Wrote an article for Semi-w[ee]kly Herald on the inconsistancy of our opponents wishing to disfranchise the people of Utah for believing that God would eventually establish his Kingdom on Earth.2 Went to Salt Lake City on ten-30 train returned on 2 P.M. train, engaged in afternoon <in> various odd jobs about home. In the eve[ning] attended political meeting at the Centerville Tabernacle. Occupied principal part of time on the issues of election tomorrow between for Delegate to Congress. The other speakers were Tho[m-as] F. Howells & Greenwood.3 Large audience — pretty fair liberty — good attention. Met mother and [my] sister Byrnina4 there. My Father in Heaven, grant that thy people may tomorrow win a glorious victory over those who would politically disinherit them; and may they long enjoy the liberties, and have them enlarged, that are guaranteed to them in the institutions of their country, Amen.

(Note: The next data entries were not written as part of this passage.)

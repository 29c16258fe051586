use std::collections::HashMap;

use serde::{Deserialize, Serialize};

use crate::domain::{Money, PlayerId, Timestamp};
use crate::engine::session::{GamePlayerState, GameStatus};

/// Сколько снапшотов держим в истории undo.
pub const MAX_ACTION_HISTORY: usize = 50;

/// Снимок состояния перед мутацией: ровно столько, сколько нужно,
/// чтобы точно отменить одно действие.
#[derive(Clone, Debug, Serialize, Deserialize)]
#[serde(rename_all = "camelCase")]
pub struct Snapshot {
    pub bank: Money,
    /// Глубокая копия игроков сессии.
    pub players: Vec<GamePlayerState>,
    /// Балансы игроков сессии на момент снимка (свежие из реестра;
    /// игроки, не найденные в реестре, в снимок не попадают).
    pub player_balances: HashMap<PlayerId, Money>,
    pub status: GameStatus,
    pub end_date: Option<Timestamp>,
    /// Длина журнала событий на момент снимка — для защищённого удаления.
    pub event_log_length: usize,
}

/// Ограниченный стек снапшотов: при переполнении вытесняется старейший.
#[derive(Clone, Debug, Default, Serialize, Deserialize)]
#[serde(transparent)]
pub struct UndoStack {
    snapshots: Vec<Snapshot>,
}

impl UndoStack {
    pub fn new() -> Self {
        Self::default()
    }

    pub fn push(&mut self, snapshot: Snapshot) {
        self.snapshots.push(snapshot);
        if self.snapshots.len() > MAX_ACTION_HISTORY {
            self.snapshots.remove(0);
        }
    }

    pub fn pop(&mut self) -> Option<Snapshot> {
        self.snapshots.pop()
    }

    pub fn len(&self) -> usize {
        self.snapshots.len()
    }

    pub fn is_empty(&self) -> bool {
        self.snapshots.is_empty()
    }
}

November 4, 1890] Rose at 6 A.M. Fine day. Fine Indian Summer Weather.
Worked on [the] Hist[ory] [of] Pres. Taylor5 and about home. Election went off quietly in our place, large majority for People’s Candidate [John Came].6 Spent the eve[ning] at Henry Rampton’s home with Bishop [Aaron] Porter and wife & others W[illia]m Evans & wife, Mrs. R[ampton] was present, enjoyable time. Retired [at] 12 [midnight].

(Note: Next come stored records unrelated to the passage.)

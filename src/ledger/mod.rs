//! Реестр игроков: владеет профилями и балансами.
//!
//! Обычный геймплей двигает балансы только дельтами (`credit`);
//! точная установка значения (`set_balance`) нужна исключительно
//! механизму отмены, чтобы восстановить состояние бит-в-бит.

use thiserror::Error;

use crate::domain::{Money, Player, PlayerId, Timestamp};

/// Результат операции над конкретным игроком.
///
/// `Skipped` — игрок не найден в реестре. Это явный результат вместо
/// тихого no-op: вызывающий код и тесты могут на него опираться.
#[derive(Clone, Copy, Debug, PartialEq, Eq)]
pub enum LedgerOutcome {
    Applied,
    Skipped,
}

impl LedgerOutcome {
    pub fn is_applied(self) -> bool {
        matches!(self, LedgerOutcome::Applied)
    }
}

/// Ошибки реестра.
#[derive(Clone, Debug, Error, PartialEq, Eq)]
pub enum LedgerError {
    #[error("Игрок с именем «{0}» уже существует")]
    DuplicateName(String),

    #[error("Игрок {0} не найден")]
    PlayerNotFound(PlayerId),
}

/// Реестр игроков.
#[derive(Clone, Debug, Default)]
pub struct PlayerLedger {
    players: Vec<Player>,
}

impl PlayerLedger {
    pub fn new() -> Self {
        Self::default()
    }

    pub fn from_players(players: Vec<Player>) -> Self {
        Self { players }
    }

    pub fn players(&self) -> &[Player] {
        &self.players
    }

    pub fn player(&self, id: &str) -> Option<&Player> {
        self.players.iter().find(|p| p.id == id)
    }

    fn player_mut(&mut self, id: &str) -> Option<&mut Player> {
        self.players.iter_mut().find(|p| p.id == id)
    }

    pub fn balance(&self, id: &str) -> Option<Money> {
        self.player(id).map(|p| p.balance)
    }

    /// Добавить игрока. Имена уникальны без учёта регистра.
    pub fn add_player(
        &mut self,
        id: PlayerId,
        name: &str,
        balance: Money,
        created_at: Timestamp,
    ) -> Result<&Player, LedgerError> {
        let trimmed = name.trim();
        if self.name_taken(trimmed, None) {
            return Err(LedgerError::DuplicateName(trimmed.to_string()));
        }

        let idx = self.players.len();
        self.players.push(Player::new(id, trimmed, balance, created_at));
        Ok(&self.players[idx])
    }

    pub fn remove_player(&mut self, id: &str) -> LedgerOutcome {
        match self.players.iter().position(|p| p.id == id) {
            Some(idx) => {
                self.players.remove(idx);
                LedgerOutcome::Applied
            }
            None => LedgerOutcome::Skipped,
        }
    }

    pub fn rename_player(&mut self, id: &str, new_name: &str) -> Result<(), LedgerError> {
        if self.player(id).is_none() {
            return Err(LedgerError::PlayerNotFound(id.to_string()));
        }

        let trimmed = new_name.trim();
        if self.name_taken(trimmed, Some(id)) {
            return Err(LedgerError::DuplicateName(trimmed.to_string()));
        }

        if let Some(player) = self.player_mut(id) {
            player.name = trimmed.to_string();
        }
        Ok(())
    }

    /// Прибавить знаковую дельту к балансу (дебет — отрицательная дельта).
    pub fn credit(&mut self, id: &str, delta: Money) -> LedgerOutcome {
        match self.player_mut(id) {
            Some(player) => {
                player.balance += delta;
                LedgerOutcome::Applied
            }
            None => LedgerOutcome::Skipped,
        }
    }

    /// Установить баланс в точное значение. Используется только отменой действий.
    pub fn set_balance(&mut self, id: &str, value: Money) -> LedgerOutcome {
        match self.player_mut(id) {
            Some(player) => {
                player.balance = value;
                LedgerOutcome::Applied
            }
            None => LedgerOutcome::Skipped,
        }
    }

    pub fn reset(&mut self) {
        self.players.clear();
    }

    fn name_taken(&self, name: &str, exclude_id: Option<&str>) -> bool {
        let lowered = name.to_lowercase();
        self.players.iter().any(|p| {
            exclude_id.map_or(true, |id| p.id != id) && p.name.to_lowercase() == lowered
        })
    }
}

[November 5, 1890] Rose late — 8 A.M., result of keeping late h[ou]rs. Fine day though little cloudy.
Spent the day on Pres. Taylor’s Hist[ory] &: in work about home in garden. Spent eve[ning] very pleasantly with family. [L]earned that [John] Caine was elected with probable majority of 5,000. Retired early.
[November 6, 1890] Rose early 6 A.M. Wrote art[icle] for Semi-W[eekly]. H[erald] on relative position of Catholic & Ch[urch] of J[esus] Christ as to human laws. Went to City on 10-30 train. Met there Elder Jacob Gates7 and Brother C[hristian]. D. Fjelsted, both of the First Council of Seventies. This is the first time I have met Elder Fjelsted since I became a member of the Council, as he has been absent from the body of the Ch[urch] preaching the gospel in the Scandinavian countries for the past four years; and for two years presided in that mission. I met Elder Fjelsted but once before and that was down in Fort Ephraim some seven years ago at a public meeting. He is a man about 60 yrs old short of stature, but heavy build. His hair, which is thick plentiful, and neatly dressed, is white almost, as is also his heavy, neatly trimmed beard. Complexion florid, and a very pleasant expression of countenance, and quiet, and gentlemanly address.
Usual business of Council attended to Sister Gates8 was on the train to whom I was introduced. Just before arriving in [the] City — saw that Lorenzo Snow Pres[ident] of the Twelve Apostles was abroad, passed a pleasant greeting with him.
Met with Council at 11 A.M. Usual business of Council attended to rep[or]ts etc. Took dinner with Bro. [John] Morgan, at whose house I remained answering letters during afternoon. Accompanied Bro. Morgan to sister De Lamars to adminester to her daughter sick of typhoid fever. Returned home on 8 P.M. train: helped children with lessons, retiring early — for me.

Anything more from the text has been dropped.